The AACR Welcomes Three New Members to Foundation Board of Trustees

Lauretta Chrys

Lauretta Chrys is the executive vice president and head of enterprise transformation at Citizens Bank, a Fortune 500 company. Chrys is leading a business operating model transformation across the enterprise and is a member of the Citizens Executive Leadership Group. Her financial services industry leadership of more than 30 years has spanned multiple businesses (consumer banking, commercial and business banking, wealth management) with focuses on strategic development, line leadership, business operations, and business unit startups and turnarounds. Chrys also serves as trustee of Double H Ranch, where children with life-threatening illnesses experience the magic of camp for free, and Clarkson University, a nationally ranked research university with scholarship in engineering, business, science, health, and liberal arts. She is a cancer survivor.  

Tonya Hallett

Tonya Hallett is a human capital professional with more than 25 years of wide-ranging experience in human resources. She is currently vice president, People eXperience & Technology (PXT) at Amazon, where she leads the PXT teams for WW Consumer Diversity, Equity and Inclusion (DEI), Global Delivery Services, Global Specialty Fulfillment and Physical Stores. She enjoys supporting initiatives for enhancing educational opportunities for at-risk youth and for the arts and cancer research. 

 

Gary Steele, Col. (Ret.)

Gary Steele is a retired U.S. Army officer and has both prostate cancer and multiple myeloma. Col. Steele has over 40 years of human resources and organizational leadership experience in domestic and international environments. He has done motivational public speaking on leadership and team building. Col. Steele is an advocate for better communication and messaging regarding cancer across all demographics. 

 

 


Saranne Rothberg Proves Laughter Is the Best Medicine 

Saranne Rothberg

Saranne Rothberg wears many hats. She is an early stage IV cancer survivor, a mother, a patient advocate, a health care thought leader, and the founder and CEO of the nonprofit ComedyCures Foundation. Founded in 1999, the ComedyCures Foundation has impacted over 1 million people of all ages through digital and live comedy programming. The ComedyCures Foundation employs humor, laughter, and a comic perspective to start dialogues about the cancer journey with patients, their caregivers, and medical professionals. 

Twenty-two years ago, Rothberg was a newly single mom going through a divorce. She was fighting cancer and simultaneously juggling medical appointments, treatments, testing, insurance, working, volunteering, and parenting without family nearby. “After I was diagnosed and started my protocol, I focused on keeping my mind, body, and spirit strong while I raised my daughter,” she said. “I built my nonprofit organization from my chemo chair to bring hope, joy, and laughter to others, and lived each day to its fullest.” 

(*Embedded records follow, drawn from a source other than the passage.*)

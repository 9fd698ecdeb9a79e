//! # bt_sweep
//!
//! bt_sweep post-processes the transport measurements taken on superconducting samples
//! during temperature/magnetic-field sweeps ("2DBT" runs). It takes the tab-separated
//! measurement log written by the acquisition software, splits it into ramps (one field
//! sweep per temperature setpoint), and turns the raw four-point signal into a sheet
//! resistance using the Van der Pauw ln(2) correction. The result is either a 2D
//! resistance map (field × temperature) ready for a heat-map plot, a set of
//! resistance-vs-field curves ready for an overlay plot, or both.
//!
//! ## Installation
//!
//! The only method of install is from source. If you have not used Rust before, see the
//! [Rust docs](https://www.rust-lang.org/tools/install) for installation instructions.
//!
//! To build and install the CLI use `cargo install --path ./bt_sweep_cli` from the top
//! level bt_sweep repository.
//!
//! ## Configuration
//!
//! Runs are described by a YAML file. A template can be made with
//! `bt_sweep_cli new -p config.yml`. The format is as follows:
//!
//! ```yml
//! table_paths:
//! - /data/2023_02_15_A064/033/033_Data.txt
//! output_path: /data/2023_02_15_A064/plots
//! columns:
//!   setpoint: temp setpoint (K)
//!   probe_temperature: probe temp (K)
//!   field: field (T)
//!   signal: NF res
//! excitation_current: 0.0001
//! conversion_factor: 1.0e-6
//! unit_prefix: u
//! temperature_axis:
//!   start: 1.5
//!   end: 10.5
//!   step: 1.0
//! min_field: -0.5
//! max_field: 8.0
//! field_step: 0.05
//! temperature_order: ascending
//! make_grid: true
//! make_curves: false
//! require_full_coverage: false
//! no_data_marker: NaN
//! title: 2DBT Plot
//! n_threads: 1
//! ```
//!
//! - `table_paths`: products are named after the file stem, so no two tables may share one.
//! - `columns`: header names of the setpoint, probe temperature, field and signal columns.
//! A missing column fails the table.
//! - `excitation_current`: in Amps. `conversion_factor` scales the result to the unit
//! named by `unit_prefix` (1e-6 and `u` for micro-ohms per square).
//! - `min_field`, `max_field`, `field_step`: the field bins of the grid. The step must
//! divide the range, and give at most one million bins.
//! - `temperature_axis`: optional; only used for the extents of the grid. Without it the
//! extents come from the setpoints found in the data.
//! - `temperature_order`: `ascending` sorts the temperature steps numerically. `discovery`
//! keeps them in the order they first appear in the table.
//! - `require_full_coverage`: if true, a grid cell with no samples fails the table rather
//! than being written as `no_data_marker`.
//! - `n_threads`: the tables are divided amongst this many worker threads.
//!
//! ## Output
//!
//! For each table `<name>.txt` the following are written to `output_path`:
//!
//! ```text
//! <name>_grid.tsv   - field_lo, field_hi, one column of sheet resistance per setpoint
//! <name>_curves.tsv - setpoint, label, field, resistance; one line per sample
//! <name>.yml        - run summary: ramps (mean probe temperature, datapoints), unit, extents
//! ```
//!
//! Curve labels are the setpoint in Kelvin with at least one decimal, e.g. `2.0K`.
//! Grid lines are in bin order: bin 0 holds the highest fields. A bin holds fields in
//! `[lo, hi)`, the top bin also keeps samples exactly at `max_field`.
pub mod binning;
pub mod config;
pub mod curves;
pub mod error;
pub mod process;
pub mod ramp;
pub mod table;
pub mod worker_status;
pub mod writer;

In 2020, Rothberg reached out to the AACR to help guide her through a research article and research project she was working on. She was invited to attend the AACR Annual Meeting in April 2021, held virtually, and ComedyCures participated in the Advocate Partners Pavilion. She is currently serving the AACR as a volunteer and consultant. “I am passionate about making sure that more patients and funders understand how important the AACR is to our wellness,” she said. Rothberg has also recently received funding for an innovative and exciting eight-week Mindset and Metastatic Cancer Research study, which uses artificial intelligence to investigate personalized stress reduction strategies for women living with advanced cancer. 

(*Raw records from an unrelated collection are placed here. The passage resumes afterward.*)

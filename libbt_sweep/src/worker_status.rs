/// Which part of the transform a worker is in
#[derive(Debug, Clone, Copy, PartialEq, Eq, Default)]
pub enum Stage {
    #[default]
    Loading,
    Grouping,
    Binning,
    Curves,
    Writing,
    Done,
}

impl std::fmt::Display for Stage {
    fn fmt(&self, f: &mut std::fmt::Formatter<'_>) -> std::fmt::Result {
        let name = match self {
            Stage::Loading => "loading",
            Stage::Grouping => "grouping",
            Stage::Binning => "binning",
            Stage::Curves => "curves",
            Stage::Writing => "writing",
            Stage::Done => "done",
        };
        write!(f, "{name}")
    }
}

#[derive(Debug, Clone, Default)]
pub struct WorkerStatus {
    pub progress: f32,
    pub table_index: usize,
    pub worker_id: usize,
    pub stage: Stage,
}

impl WorkerStatus {
    pub fn new(progress: f32, table_index: usize, worker_id: usize, stage: Stage) -> Self {
        Self {
            progress,
            table_index,
            worker_id,
            stage,
        }
    }
}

“Putting survivors’ faces, pulses, and voices into the forefront of advocacy for cancer research is critical to increasing the breadth of new and ongoing financial support and resources.”

Rothberg emphasizes the importance of survivor voices. “Putting survivors’ faces, pulses, and voices into the forefront of advocacy for cancer research is critical to increasing the breadth of new and ongoing financial support and resources,” she said. “Our compelling cancer stories give urgency to the allocations. Making the personal connection that the funder could be saving the life of their own daughter, husband, grandparent, or friend by seeing their beloved in our journeys, opens and penetrates the heart.”